I did not remember what had happened and how I reached there, until the story was narrated to me by my family. They were supportive (rather over) and always gave me a feeling that I am still the same and am able to do everything like before, just that one eye ball is lost.No-one ever bothered to tell me what my reality was and who had given them the authority to remove my eyeball. Even to this day I just repeat the same account as was told to me but have no first-hand experience of what really went wrong that day, which changed my life from able bodied to disabled.
More so, the next two years I underwent multiple surgeries all for my jaw and lips reconstruction. Multiple specialist and surgeon visits, ophthalmologists at different hospitals were consulted just for endorsing the earlier diagnosis that I am 100% blind in my left eye, and that they were not sure what impact the accident might have on the right one except to wait and watch. When I saw myself in the mirror for the first time nearly8 months after the accident, I could see a hollow in one eye, no clarity in the other and my face disfigured. The oral-maxillofacial surgeon operating on me had promised to try and get back my face at least 80-90% nearest to my original face.

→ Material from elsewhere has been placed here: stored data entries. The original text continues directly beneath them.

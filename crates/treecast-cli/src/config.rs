//! Locating and reading the mapper configuration file.

use std::{
    fs,
    path::{Path, PathBuf},
};

use directories::ProjectDirs;
use log::{debug, info};
use thiserror::Error;

use treecast::{TreecastError, config::MapperConfig};

#[derive(Debug, Error)]
pub enum ConfigError {
    #[error("Failed to parse TOML configuration: {0}")]
    Parse(String),

    #[error("Missing configuration file: {0}")]
    MissingFile(PathBuf),
}

impl From<ConfigError> for TreecastError {
    fn from(err: ConfigError) -> Self {
        TreecastError::Config(err.to_string())
    }
}

/// Where a configuration file was found.
#[derive(Debug, Clone, Copy, PartialEq, Eq)]
enum Origin {
    Explicit,
    Local,
    System,
}

/// Configuration files to consider when none is given explicitly, most
/// specific first.
fn implicit_candidates() -> Vec<(Origin, PathBuf)> {
    let mut candidates = vec![(Origin::Local, PathBuf::from("treecast/config.toml"))];
    match ProjectDirs::from("com", "treecast", "treecast") {
        Some(dirs) => candidates.push((Origin::System, dirs.config_dir().join("config.toml"))),
        None => debug!("No platform configuration directory"),
    }
    candidates
}

/// Load the mapper configuration.
///
/// An explicit path must exist. Otherwise `treecast/config.toml` and then
/// `config.toml` in the platform configuration directory are used if
/// present, and the defaults if neither is.
///
/// # Errors
///
/// Returns [`TreecastError::Config`] if the explicit file is missing or the
/// selected file is not valid TOML for [`MapperConfig`].
pub fn load_config(explicit_path: Option<impl AsRef<Path>>) -> Result<MapperConfig, TreecastError> {
    let selected = match explicit_path {
        Some(path) => Some((Origin::Explicit, path.as_ref().to_path_buf())),
        None => implicit_candidates()
            .into_iter()
            .find(|(_, path)| path.exists()),
    };

    let Some((origin, path)) = selected else {
        debug!("Using default configuration");
        return Ok(MapperConfig::default());
    };
    if !path.exists() {
        return Err(ConfigError::MissingFile(path).into());
    }

    info!(path = path.display().to_string(), origin:? = origin; "Loading configuration");
    parse_config(&fs::read_to_string(&path)?)
}

fn parse_config(content: &str) -> Result<MapperConfig, TreecastError> {
    Ok(toml::from_str(content).map_err(|e| ConfigError::Parse(e.to_string()))?)
}
//! Resolution of syntax trees into types.
//!
//! Names are looked up in this order: templates of the active
//! [`Specification`], built-in keywords, then the [`SymbolSource`]. Every
//! problem is reported; a failed node resolves to `mixed` so the rest of the
//! tree can still be checked.

use std::collections::HashMap;

use treecast_core::{
    reflection::{Symbol, SymbolKind, SymbolSource},
    types::{
        ArrayKeyType, ArrayType, ClassType, EnumType, ScalarKind, ShapedArrayType,
        ShapedElement, Type,
    },
    value::MapKey,
};

use crate::{
    error::{Diagnostic, DiagnosticCollector, ErrorCode, ParseError},
    span::{Span, Spanned},
    specification::Specification,
    syntax::{Shape, ShapeKey, TypeExpr},
};

type Arguments<'a, 'src> = &'a [Spanned<TypeExpr<'src>>];

/// Resolve a syntax tree under the given specification.
pub(crate) fn resolve(
    expr: &Spanned<TypeExpr<'_>>,
    specification: &dyn Specification,
    symbols: &dyn SymbolSource,
) -> Result<Type, ParseError> {
    let mut resolver = Resolver {
        specification,
        symbols,
        diagnostics: DiagnosticCollector::new(),
        emitted: 0,
    };
    let ty = resolver.resolve(expr);
    resolver.diagnostics.finish(ty)
}

struct Resolver<'a> {
    specification: &'a dyn Specification,
    symbols: &'a dyn SymbolSource,
    diagnostics: DiagnosticCollector,
    emitted: usize,
}

impl Resolver<'_> {
    fn emit(&mut self, diagnostic: Diagnostic) -> Type {
        self.diagnostics.emit(diagnostic);
        self.emitted += 1;
        Type::Mixed
    }

    fn resolve(&mut self, expr: &Spanned<TypeExpr<'_>>) -> Type {
        match expr.inner() {
            TypeExpr::IntLiteral(value) => Type::Scalar(ScalarKind::IntValue(*value)),
            TypeExpr::StringLiteral(value) => Type::Scalar(ScalarKind::StringValue(value.clone())),
            TypeExpr::Nullable(inner) => Type::nullable(self.resolve(inner)),
            TypeExpr::ArrayOf(inner) => Type::array(ArrayKeyType::ArrayKey, self.resolve(inner)),
            TypeExpr::Union(members) => {
                let members: Vec<_> = members.iter().map(|member| self.resolve(member)).collect();
                Type::union(members)
            }
            TypeExpr::Named {
                name,
                generics,
                shape,
            } => match shape {
                Some(shape) => self.shaped(name, generics.is_some(), shape),
                None => {
                    let arguments = generics.as_ref().map_or(&[][..], |g| g.inner().as_slice());
                    let generics_span = generics.as_ref().map_or(name.span(), Spanned::span);
                    self.named(name, arguments, generics_span)
                }
            },
        }
    }

    fn named(&mut self, name: &Spanned<&str>, arguments: Arguments, generics_span: Span) -> Type {
        let keyword = *name.inner();

        if arguments.is_empty() {
            if let Some(bound) = self.specification.template(keyword) {
                return bound.clone();
            }
        }

        match keyword {
            "array" | "non-empty-array" | "iterable" => {
                return self.array_like(keyword, arguments, generics_span);
            }
            "list" | "non-empty-list" => return self.list(keyword, arguments, generics_span),
            "int" | "integer" if !arguments.is_empty() => {
                return self.int_range(arguments, generics_span);
            }
            _ => {}
        }

        if let Some(ty) = scalar_keyword(keyword) {
            if !arguments.is_empty() {
                return self.emit(
                    Diagnostic::error(format!("`{keyword}` does not take generic arguments"))
                        .with_code(ErrorCode::E202)
                        .with_label(generics_span, "unexpected generic arguments"),
                );
            }
            return ty;
        }

        match self.symbols.symbol(keyword) {
            Some(symbol) => self.symbol(name, &symbol, arguments, generics_span),
            None => self.emit(
                Diagnostic::error(format!("unknown symbol `{keyword}`"))
                    .with_code(ErrorCode::E200)
                    .with_label(name.span(), "not a class, interface or enumeration")
                    .with_help("register the class, interface or enumeration before using it"),
            ),
        }
    }

    fn array_like(&mut self, keyword: &str, arguments: Arguments, span: Span) -> Type {
        let (key, value) = match arguments {
            [] => (ArrayKeyType::ArrayKey, Type::Mixed),
            [value] => (ArrayKeyType::ArrayKey, self.resolve(value)),
            [key, value] => (self.array_key(key), self.resolve(value)),
            _ => {
                return self.emit(
                    Diagnostic::error(format!(
                        "`{keyword}` takes at most 2 generic arguments, found {}",
                        arguments.len()
                    ))
                    .with_code(ErrorCode::E201)
                    .with_label(span, "too many generic arguments"),
                );
            }
        };

        let array = ArrayType::new(key, value);
        match keyword {
            "non-empty-array" => Type::NonEmptyArray(array),
            "iterable" => Type::Iterable(array),
            _ => Type::Array(array),
        }
    }

    fn array_key(&mut self, expr: &Spanned<TypeExpr<'_>>) -> ArrayKeyType {
        let before = self.emitted;
        let ty = self.resolve(expr);
        match ty {
            Type::Scalar(ScalarKind::Int) => ArrayKeyType::Int,
            Type::Scalar(ScalarKind::String) => ArrayKeyType::String,
            Type::Scalar(ScalarKind::ArrayKey) => ArrayKeyType::ArrayKey,
            // Already reported while resolving the key itself.
            _ if self.emitted > before => ArrayKeyType::ArrayKey,
            other => {
                self.emit(
                    Diagnostic::error(format!("invalid array key type `{other}`"))
                        .with_code(ErrorCode::E203)
                        .with_label(expr.span(), "not a valid key type")
                        .with_help("array keys must be `int`, `string` or `array-key`"),
                );
                ArrayKeyType::ArrayKey
            }
        }
    }

    fn list(&mut self, keyword: &str, arguments: Arguments, span: Span) -> Type {
        let value = match arguments {
            [] => Type::Mixed,
            [value] => self.resolve(value),
            _ => {
                return self.emit(
                    Diagnostic::error(format!(
                        "`{keyword}` takes at most 1 generic argument, found {}",
                        arguments.len()
                    ))
                    .with_code(ErrorCode::E201)
                    .with_label(span, "too many generic arguments"),
                );
            }
        };

        if keyword == "non-empty-list" {
            Type::non_empty_list(value)
        } else {
            Type::list(value)
        }
    }

    fn int_range(&mut self, arguments: Arguments, span: Span) -> Type {
        let [min, max] = arguments else {
            return self.emit(
                Diagnostic::error(format!(
                    "`int<min, max>` takes 2 generic arguments, found {}",
                    arguments.len()
                ))
                .with_code(ErrorCode::E201)
                .with_label(span, "expected a lower and an upper bound"),
            );
        };

        let (Some(min_bound), Some(max_bound)) = (self.bound(min, "min"), self.bound(max, "max"))
        else {
            return Type::Mixed;
        };

        match (min_bound, max_bound) {
            (Some(low), Some(high)) if low > high => self.emit(
                Diagnostic::error(format!(
                    "lower bound {low} is greater than upper bound {high}"
                ))
                .with_code(ErrorCode::E205)
                .with_label(span, "empty integer range"),
            ),
            (None, None) => Type::Scalar(ScalarKind::Int),
            (min, max) => Type::Scalar(ScalarKind::IntRange { min, max }),
        }
    }

    /// A range bound: `Some(Some(n))` for a literal, `Some(None)` for the
    /// open keyword, `None` after reporting an invalid bound.
    fn bound(&mut self, expr: &Spanned<TypeExpr<'_>>, open: &str) -> Option<Option<i64>> {
        match expr.inner() {
            TypeExpr::IntLiteral(value) => Some(Some(*value)),
            TypeExpr::Named {
                name,
                generics: None,
                shape: None,
            } if *name.inner() == open => Some(None),
            _ => {
                self.emit(
                    Diagnostic::error("invalid integer range bound")
                        .with_code(ErrorCode::E205)
                        .with_label(expr.span(), format!("expected an integer or `{open}`")),
                );
                None
            }
        }
    }

    fn shaped(&mut self, name: &Spanned<&str>, has_generics: bool, shape: &Spanned<Shape<'_>>) -> Type {
        if *name.inner() != "array" || has_generics {
            return self.emit(
                Diagnostic::error(format!(
                    "`{}` does not accept shaped elements",
                    name.inner()
                ))
                .with_code(ErrorCode::E202)
                .with_label(shape.span(), "only `array{...}` can be shaped"),
            );
        }

        let mut seen: HashMap<MapKey, Span> = HashMap::new();
        let mut elements = Vec::with_capacity(shape.elements.len());
        let mut next_index: i64 = 0;

        for element in &shape.elements {
            let (key, key_span) = match &element.key {
                Some(key) => {
                    let map_key = match key.inner() {
                        ShapeKey::Int(index) => MapKey::Int(*index),
                        ShapeKey::String(name) => MapKey::String(name.clone()),
                    };
                    (map_key, key.span())
                }
                None => (MapKey::Int(next_index), element.ty.span()),
            };
            if let MapKey::Int(index) = key {
                next_index = next_index.max(index.saturating_add(1));
            }

            let ty = self.resolve(&element.ty);

            if let Some(first) = seen.get(&key) {
                self.emit(
                    Diagnostic::error(format!("duplicate key `{key}` in shaped array"))
                        .with_code(ErrorCode::E204)
                        .with_label(key_span, "duplicate key")
                        .with_secondary_label(*first, "first declared here")
                        .with_help("remove one of the two elements"),
                );
                continue;
            }
            seen.insert(key.clone(), key_span);
            elements.push(ShapedElement::new(key, ty, element.optional));
        }

        let shaped = ShapedArrayType::new(elements);
        Type::ShapedArray(if shape.unsealed {
            shaped.unsealed()
        } else {
            shaped
        })
    }

    fn symbol(
        &mut self,
        name: &Spanned<&str>,
        symbol: &Symbol,
        arguments: Arguments,
        generics_span: Span,
    ) -> Type {
        if symbol.kind() == SymbolKind::Enum {
            if !arguments.is_empty() {
                return self.emit(
                    Diagnostic::error(format!("enumeration `{}` is not generic", symbol.name()))
                        .with_code(ErrorCode::E202)
                        .with_label(generics_span, "unexpected generic arguments"),
                );
            }
            return Type::Enum(EnumType::new(symbol.name(), symbol.cases().to_vec()));
        }

        let templates = symbol.templates();
        if !arguments.is_empty() && templates.is_empty() {
            return self.emit(
                Diagnostic::error(format!("`{}` is not generic", name.inner()))
                    .with_code(ErrorCode::E202)
                    .with_label(generics_span, "unexpected generic arguments")
                    .with_help("remove the generic arguments"),
            );
        }
        if !arguments.is_empty() && arguments.len() != templates.len() {
            return self.emit(
                Diagnostic::error(format!(
                    "`{}` expects {} generic argument(s), found {}",
                    name.inner(),
                    templates.len(),
                    arguments.len()
                ))
                .with_code(ErrorCode::E201)
                .with_label(generics_span, "wrong number of generic arguments")
                .with_help(format!("declared templates: {}", templates.join(", "))),
            );
        }

        let generics = templates
            .iter()
            .enumerate()
            .map(|(index, template)| {
                let bound = arguments
                    .get(index)
                    .map_or(Type::Mixed, |argument| self.resolve(argument));
                (template.clone(), bound)
            })
            .collect();
        let class = ClassType::new(symbol.name()).with_generics(generics);

        match symbol.kind() {
            SymbolKind::Interface => Type::Interface(class),
            _ => Type::Class(class),
        }
    }
}

/// Types named by a single keyword.
fn scalar_keyword(keyword: &str) -> Option<Type> {
    let kind = match keyword {
        "null" => return Some(Type::Null),
        "mixed" => return Some(Type::Mixed),
        "bool" | "boolean" => ScalarKind::Bool,
        "true" => ScalarKind::BoolValue(true),
        "false" => ScalarKind::BoolValue(false),
        "int" | "integer" => ScalarKind::Int,
        "positive-int" => ScalarKind::PositiveInt,
        "negative-int" => ScalarKind::NegativeInt,
        "float" | "double" => ScalarKind::Float,
        "string" => ScalarKind::String,
        "non-empty-string" => ScalarKind::NonEmptyString,
        "array-key" => ScalarKind::ArrayKey,
        _ => return None,
    };
    Some(Type::Scalar(kind))
}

On seeing me every time he says ‘you look better and I am happy to see you like this speaking, from what I saw you after the accident when brought in for the first time’. He has never shown me the pictures of what I was after the accident but narrates that my lips were torn like ribbon, eye ball hanging, jaw broken, collar bone in pieces. Though Iam thankful to him by heart, I regret for this life after accident which has changed my perspective of my body as disabled to myself and the world around me.People around, friends, family, relatives weren’t aware of what had happened tome till 3 years after my accident. Even the closest family did not know how to respond or make sense of my disability, except for assuring me that I am brave or sympathising that this shouldn’t have happened. But none tried to pose the reality before me bravely and empower me for the future. Even the doctors in my family failed to predict the complications, difficulties and challenges ensuing from this accident. The most difficult part I feel is identifying oneself as disabled and shifting your habits, ways and lifestyle from pre-disability to the post life.
Believe me, this adaptability and change in outlook from able bodied to restricted abilities and limitations is not a smooth journey. It becomes even harder with multiple chronic conditions which ensue naturally or due to medical negligence which only adds on to your vulnerability and dependence. Without adequate coping mechanisms, psychological and emotional support and rehabilitation, acquired traumatic disability is a hard race to win.
Parimala S has a doctorate and health sciences degree combined with professional experience in Public policy, health research and CAM modalities. She is a disability advocate represented by Champion Health Agency,from diverse cultural origin with acquired multiple disabilities. Dr. Parimala is a writer and advocate for the rights of women and people with acquired disability, specifically for the rights of employment and accessibility requirements.
[Image:] Dr. Parimala hair dark black hair, brown skin, is wearing dark-framed glasses and is smiling. It looks like a windy day becauseher hair seems to be flying about. Although the background is blurry, it does look like she is at the beach.]